We use Python's difflib.SequenceMatcher to find the longest common subsequences between two normalized texts, then count the characters that don't appear in any matching block:

matcher = difflib.SequenceMatcher(None, text_a, text_b, autojunk=False)
matching_chars = sum(block.size for block in matcher.get_matching_blocks())
diff_count = max(len(text_a), len(text_b)) - matching_chars

This means:

  • Insertions count as differences (adding "- walk dog\n" to a list = ~11 chars)
  • Deletions count as differences
  • Substitutions count as differences ("Tuesday" -> "Wednesday" = a few chars)
  • Reordering lines counts as many differences (the matching blocks algorithm won't see them as the same)

Text normalization before comparison

Before hashing or comparing, text is normalized:

  1. Line endings converted to \n (strips \r)
  2. Trailing whitespace stripped from each line
  3. Trailing empty lines stripped

This prevents false differences from Windows vs Unix line endings or trailing spaces.

Using a Custom Formula

If the default threshold doesn't match your workflow, you can customize it.

Option 1: Override the coefficients

Set environment variables to change the curve shape:

# More permissive (allow more differences)
set NOTEPAD_CLEANUP_THRESH_A=1.8
set NOTEPAD_CLEANUP_THRESH_B=-8.0
set NOTEPAD_CLEANUP_THRESH_C=12.0

# More strict (fewer allowed differences)
set NOTEPAD_CLEANUP_THRESH_A=1.0
set NOTEPAD_CLEANUP_THRESH_B=-5.0
set NOTEPAD_CLEANUP_THRESH_C=7.0

Option 2: Derive your own formula

  1. Decide on your own anchor points. Ask yourself: "For a file of N characters, how many character changes still mean 'same file'?"
# Your anchor points: {file_size: allowed_diff}
anchors = {
    50: 3,       # stricter than default
    1000: 20,    # stricter
    50000: 80,   # stricter
}
  1. Solve for coefficients. With three anchor points (size_1, y_1), (size_2, y_2), (size_3, y_3), solve:
y_1 = a * ln(size_1)^2 + b * ln(size_1) + c
y_2 = a * ln(size_2)^2 + b * ln(size_2) + c
y_3 = a * ln(size_3)^2 + b * ln(size_3) + c

Or use the provided fitting script:

python tests/one-offs/test_threshold_curve.py

Modify the anchors dict at the top to use your values, and it will evaluate multiple curve families and show the best fit.

  1. Set your coefficients via environment variables or config.

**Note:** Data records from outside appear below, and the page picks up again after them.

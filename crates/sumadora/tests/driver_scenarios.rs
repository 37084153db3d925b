//! Button-level scenario tests
//!
//! The unified verification suite runs against every driver, and the
//! keypad scenarios follow the exact press sequences a user would make.

use sumadora::driver::{self, EngineDriver, KeypadDriver};
use sumadora::prelude::*;

#[cfg(feature = "tui")]
use sumadora::driver::TuiDriver;

// ===== Unified specification =====

#[test]
fn full_specification_on_engine_driver() {
    driver::run_full_specification(&mut EngineDriver::new());
}

#[cfg(feature = "tui")]
#[test]
fn full_specification_on_tui_driver() {
    driver::run_full_specification(&mut TuiDriver::new());
}

// ===== Keypad scenarios =====

#[test]
fn chained_addition_scenario() {
    let mut driver = EngineDriver::new();
    driver.tap_all("5+3");
    assert_eq!(driver.display(), "3");
    driver.tap('+');
    // The first addition computes on the second operator press
    assert_eq!(driver.display(), "8");
    driver.tap_all("2=");
    assert_eq!(driver.display(), "10");
}

#[test]
fn divide_by_zero_scenario() {
    let mut driver = EngineDriver::new();
    driver.tap_all("7÷0");
    let before = driver.snapshot();
    driver.tap('=');
    assert_eq!(driver.display(), before.display);
    assert_eq!(driver.snapshot().input, before.input);
}

#[test]
fn division_recovers_with_new_operand() {
    let mut driver = EngineDriver::new();
    driver.tap_all("7÷0=");
    // Entry keeps working after the aborted division
    driver.clear();
    driver.tap_all("7÷2=");
    assert_eq!(driver.display(), "3.5");
}

#[test]
fn percent_on_garbage_scenario() {
    let mut driver = EngineDriver::new();
    driver.tap('%');
    assert_eq!(driver.display(), "Error");
    assert_eq!(driver.snapshot().input, "");
    // Digit entry recovers from the error marker
    driver.tap('9');
    assert_eq!(driver.display(), "9");
}

#[test]
fn sign_toggle_mid_expression() {
    let mut driver = EngineDriver::new();
    driver.tap_all("6*7n=");
    assert_eq!(driver.display(), "-42");
}

#[test]
fn operator_reissue_changes_operation() {
    let mut driver = EngineDriver::new();
    driver.tap_all("6+");
    driver.tap('*');
    driver.tap_all("7=");
    assert_eq!(driver.display(), "42");
}

#[test]
fn decimal_entry_and_arithmetic() {
    let mut driver = EngineDriver::new();
    driver.tap_all("1.5+2.25=");
    assert_eq!(driver.display(), "3.75");
}

#[test]
fn clear_mid_entry_starts_over() {
    let mut driver = EngineDriver::new();
    driver.tap_all("12+34c");
    assert_eq!(driver.snapshot(), Engine::new().snapshot());
    driver.tap_all("2+2=");
    assert_eq!(driver.display(), "4");
}

// ===== Snapshot serialization =====

#[test]
fn initial_snapshot_as_json() {
    let snap = Engine::new().snapshot();
    let value = serde_json::to_value(&snap).unwrap();
    assert_eq!(
        value,
        serde_json::json!({
            "display": "0",
            "input": "",
            "pending": null,
            "accumulated": 0.0,
        })
    );
}

#[test]
fn pending_snapshot_as_json() {
    let mut driver = EngineDriver::new();
    driver.tap_all("7/");
    let value = serde_json::to_value(driver.snapshot()).unwrap();
    assert_eq!(
        value,
        serde_json::json!({
            "display": "7",
            "input": "",
            "pending": "Divide",
            "accumulated": 7.0,
        })
    );
}

#[test]
fn snapshot_json_roundtrip() {
    let mut driver = EngineDriver::new();
    driver.tap_all("3.5*2");
    let snap = driver.snapshot();
    let json = serde_json::to_string(&snap).unwrap();
    let back: Snapshot = serde_json::from_str(&json).unwrap();
    assert_eq!(back, snap);
}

Option 3: Size-based fuzzy control

Instead of changing the formula, control which files get fuzzy matching at all:

notepad-cleanup compare <folder> --fuzzy "lte 100KB"    # only fuzzy for files up to 100KB
notepad-cleanup compare <folder> --fuzzy "lte 10KB"     # very conservative
notepad-cleanup compare <folder> --fuzzy all             # fuzzy everything (slow for large files)
notepad-cleanup compare <folder> --no-fuzzy              # exact matches only

Size operators: lt, lte, gt, gte, eq. Size units: B, KB, MB, GB, TB.

Performance Notes

Fuzzy matching is O(n * m) per comparison where n and m are the file sizes in characters. For each new file that isn't an exact hash match, it's compared against every unique file in the historical index.

With 100 new files and 150 unique historical files, that's up to 15,000 pairwise comparisons. Pre-filters reduce this:

  1. Exact hash match eliminates true duplicates instantly
  2. Size ratio filter (>2x difference) skips obviously different files
  3. Size threshold (default 50KB) skips large files entirely
  4. Only after all pre-filters pass does the expensive SequenceMatcher run

For typical notepad-cleanup sessions (50-100 small text files), comparison completes in seconds. If you have large files (>50KB), use --fuzzy small (the default) to skip them.